• _About this task_
Work out the count of lines in the listing below that include "exists". Give that count alone.

### Records for the exercise ###

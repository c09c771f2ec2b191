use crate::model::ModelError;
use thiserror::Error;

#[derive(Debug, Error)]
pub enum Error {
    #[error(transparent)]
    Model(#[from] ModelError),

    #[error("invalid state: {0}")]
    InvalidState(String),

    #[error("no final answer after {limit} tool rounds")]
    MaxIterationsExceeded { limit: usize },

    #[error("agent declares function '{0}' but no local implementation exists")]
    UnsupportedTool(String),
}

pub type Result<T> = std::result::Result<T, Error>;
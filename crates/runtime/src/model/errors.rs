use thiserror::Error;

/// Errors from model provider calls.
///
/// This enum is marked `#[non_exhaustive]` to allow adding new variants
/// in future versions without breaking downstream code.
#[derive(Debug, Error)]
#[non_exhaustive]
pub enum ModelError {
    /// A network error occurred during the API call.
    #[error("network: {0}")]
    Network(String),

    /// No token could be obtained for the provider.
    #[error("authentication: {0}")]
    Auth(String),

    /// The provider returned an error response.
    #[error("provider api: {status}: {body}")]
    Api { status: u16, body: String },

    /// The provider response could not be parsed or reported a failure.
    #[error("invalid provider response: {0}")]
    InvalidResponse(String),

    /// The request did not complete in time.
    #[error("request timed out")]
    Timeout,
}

###
### Records for the exercise ###

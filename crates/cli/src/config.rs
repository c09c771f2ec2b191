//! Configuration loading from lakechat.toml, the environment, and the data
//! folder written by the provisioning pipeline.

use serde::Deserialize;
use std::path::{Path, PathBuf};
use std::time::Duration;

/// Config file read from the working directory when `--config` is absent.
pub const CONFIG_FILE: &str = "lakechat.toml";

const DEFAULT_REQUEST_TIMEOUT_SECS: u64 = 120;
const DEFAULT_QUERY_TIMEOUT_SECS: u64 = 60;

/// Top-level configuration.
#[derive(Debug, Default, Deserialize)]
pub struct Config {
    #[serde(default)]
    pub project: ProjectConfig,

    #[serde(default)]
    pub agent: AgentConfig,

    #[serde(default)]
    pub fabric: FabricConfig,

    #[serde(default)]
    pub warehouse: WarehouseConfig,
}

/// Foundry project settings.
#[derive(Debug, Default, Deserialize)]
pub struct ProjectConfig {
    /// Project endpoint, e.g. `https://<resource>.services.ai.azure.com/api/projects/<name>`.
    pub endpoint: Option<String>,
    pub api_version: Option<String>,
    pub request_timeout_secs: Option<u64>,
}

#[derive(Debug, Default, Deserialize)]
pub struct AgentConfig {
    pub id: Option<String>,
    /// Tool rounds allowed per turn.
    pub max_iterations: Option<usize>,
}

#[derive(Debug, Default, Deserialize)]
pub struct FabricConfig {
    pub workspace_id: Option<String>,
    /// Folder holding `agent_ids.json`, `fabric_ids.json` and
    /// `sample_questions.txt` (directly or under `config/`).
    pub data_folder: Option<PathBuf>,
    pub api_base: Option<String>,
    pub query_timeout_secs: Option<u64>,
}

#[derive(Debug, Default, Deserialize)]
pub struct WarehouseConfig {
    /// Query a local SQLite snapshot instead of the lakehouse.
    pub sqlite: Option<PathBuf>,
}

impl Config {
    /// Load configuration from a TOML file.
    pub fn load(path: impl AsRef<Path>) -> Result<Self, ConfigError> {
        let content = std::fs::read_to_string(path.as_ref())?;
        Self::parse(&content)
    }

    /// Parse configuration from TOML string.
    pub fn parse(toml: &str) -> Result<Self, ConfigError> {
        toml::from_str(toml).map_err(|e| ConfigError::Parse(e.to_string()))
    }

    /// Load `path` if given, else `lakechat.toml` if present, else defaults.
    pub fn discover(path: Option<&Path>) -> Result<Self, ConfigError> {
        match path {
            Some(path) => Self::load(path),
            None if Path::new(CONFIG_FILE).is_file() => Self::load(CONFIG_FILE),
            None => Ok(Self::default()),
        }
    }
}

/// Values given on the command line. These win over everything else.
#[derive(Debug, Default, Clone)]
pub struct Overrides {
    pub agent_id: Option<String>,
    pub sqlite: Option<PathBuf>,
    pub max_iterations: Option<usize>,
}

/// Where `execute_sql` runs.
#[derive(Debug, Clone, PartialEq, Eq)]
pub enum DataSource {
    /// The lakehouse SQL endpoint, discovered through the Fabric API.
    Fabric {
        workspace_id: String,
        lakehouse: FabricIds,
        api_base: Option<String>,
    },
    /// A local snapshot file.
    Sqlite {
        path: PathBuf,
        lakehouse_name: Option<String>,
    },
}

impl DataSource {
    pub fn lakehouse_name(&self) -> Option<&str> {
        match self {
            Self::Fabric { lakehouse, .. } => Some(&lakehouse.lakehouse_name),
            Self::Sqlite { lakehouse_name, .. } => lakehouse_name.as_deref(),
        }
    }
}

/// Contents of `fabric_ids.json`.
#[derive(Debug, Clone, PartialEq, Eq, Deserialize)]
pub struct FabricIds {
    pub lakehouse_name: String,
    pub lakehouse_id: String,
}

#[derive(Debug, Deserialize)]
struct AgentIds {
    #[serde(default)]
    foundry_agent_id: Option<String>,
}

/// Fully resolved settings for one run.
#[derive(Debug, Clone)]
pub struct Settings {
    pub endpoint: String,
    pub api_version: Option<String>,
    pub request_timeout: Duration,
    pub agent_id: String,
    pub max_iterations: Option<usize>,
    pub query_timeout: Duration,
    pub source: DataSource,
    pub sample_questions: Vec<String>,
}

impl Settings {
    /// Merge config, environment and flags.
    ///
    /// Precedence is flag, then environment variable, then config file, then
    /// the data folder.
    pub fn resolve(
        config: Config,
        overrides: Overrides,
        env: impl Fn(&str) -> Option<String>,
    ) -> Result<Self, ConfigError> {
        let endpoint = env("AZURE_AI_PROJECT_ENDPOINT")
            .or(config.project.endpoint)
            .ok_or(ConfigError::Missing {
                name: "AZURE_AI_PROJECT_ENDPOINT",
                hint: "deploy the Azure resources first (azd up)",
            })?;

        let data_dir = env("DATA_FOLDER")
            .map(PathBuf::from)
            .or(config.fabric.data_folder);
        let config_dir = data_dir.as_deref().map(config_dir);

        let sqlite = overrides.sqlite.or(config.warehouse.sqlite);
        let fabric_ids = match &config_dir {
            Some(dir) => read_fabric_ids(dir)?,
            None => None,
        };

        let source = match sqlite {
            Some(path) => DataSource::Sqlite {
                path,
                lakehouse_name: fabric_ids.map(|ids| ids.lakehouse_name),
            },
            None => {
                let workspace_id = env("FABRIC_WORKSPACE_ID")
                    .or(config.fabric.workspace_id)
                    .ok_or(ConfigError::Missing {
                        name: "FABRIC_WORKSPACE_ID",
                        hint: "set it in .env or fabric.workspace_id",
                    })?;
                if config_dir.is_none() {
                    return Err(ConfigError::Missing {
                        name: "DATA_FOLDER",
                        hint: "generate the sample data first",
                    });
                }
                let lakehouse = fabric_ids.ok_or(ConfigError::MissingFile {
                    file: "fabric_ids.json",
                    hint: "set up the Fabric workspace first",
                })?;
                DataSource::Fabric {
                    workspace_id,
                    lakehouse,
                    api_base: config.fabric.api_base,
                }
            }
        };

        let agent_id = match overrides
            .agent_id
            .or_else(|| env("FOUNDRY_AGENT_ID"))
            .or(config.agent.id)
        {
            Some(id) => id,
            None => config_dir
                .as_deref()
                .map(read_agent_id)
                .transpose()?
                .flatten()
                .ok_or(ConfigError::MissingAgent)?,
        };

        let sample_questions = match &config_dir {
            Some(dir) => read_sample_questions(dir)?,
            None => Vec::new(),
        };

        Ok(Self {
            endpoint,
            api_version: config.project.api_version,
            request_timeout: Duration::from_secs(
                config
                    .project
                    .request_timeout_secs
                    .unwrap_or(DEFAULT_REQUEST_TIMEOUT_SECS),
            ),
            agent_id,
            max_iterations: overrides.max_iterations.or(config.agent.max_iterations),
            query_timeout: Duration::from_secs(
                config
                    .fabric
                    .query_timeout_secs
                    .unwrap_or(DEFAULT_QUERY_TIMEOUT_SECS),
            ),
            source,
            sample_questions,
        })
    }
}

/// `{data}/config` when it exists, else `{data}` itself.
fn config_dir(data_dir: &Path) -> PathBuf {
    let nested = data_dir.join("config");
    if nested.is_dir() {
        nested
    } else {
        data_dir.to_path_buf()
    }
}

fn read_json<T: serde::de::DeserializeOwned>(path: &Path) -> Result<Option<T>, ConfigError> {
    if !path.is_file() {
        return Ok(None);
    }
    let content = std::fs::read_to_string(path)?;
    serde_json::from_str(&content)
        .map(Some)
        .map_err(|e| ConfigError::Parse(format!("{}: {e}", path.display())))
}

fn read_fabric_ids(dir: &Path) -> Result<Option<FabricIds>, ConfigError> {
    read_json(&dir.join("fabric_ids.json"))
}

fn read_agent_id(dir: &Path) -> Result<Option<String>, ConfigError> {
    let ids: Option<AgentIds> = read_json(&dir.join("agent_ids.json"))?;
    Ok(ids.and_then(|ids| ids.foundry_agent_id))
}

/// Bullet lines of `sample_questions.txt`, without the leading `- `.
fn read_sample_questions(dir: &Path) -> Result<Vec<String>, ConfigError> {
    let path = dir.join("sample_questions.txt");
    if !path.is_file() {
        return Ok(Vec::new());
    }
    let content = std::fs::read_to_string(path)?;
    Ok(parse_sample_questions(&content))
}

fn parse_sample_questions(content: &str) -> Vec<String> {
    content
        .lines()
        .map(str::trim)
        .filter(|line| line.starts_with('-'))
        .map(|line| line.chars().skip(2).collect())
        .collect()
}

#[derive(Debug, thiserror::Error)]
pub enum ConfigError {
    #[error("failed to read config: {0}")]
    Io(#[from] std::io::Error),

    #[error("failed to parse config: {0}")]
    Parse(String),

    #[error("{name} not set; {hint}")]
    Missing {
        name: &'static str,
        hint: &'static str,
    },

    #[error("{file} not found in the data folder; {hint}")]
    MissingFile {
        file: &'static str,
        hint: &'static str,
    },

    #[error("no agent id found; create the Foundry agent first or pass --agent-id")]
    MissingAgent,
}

###

• _Solution_
2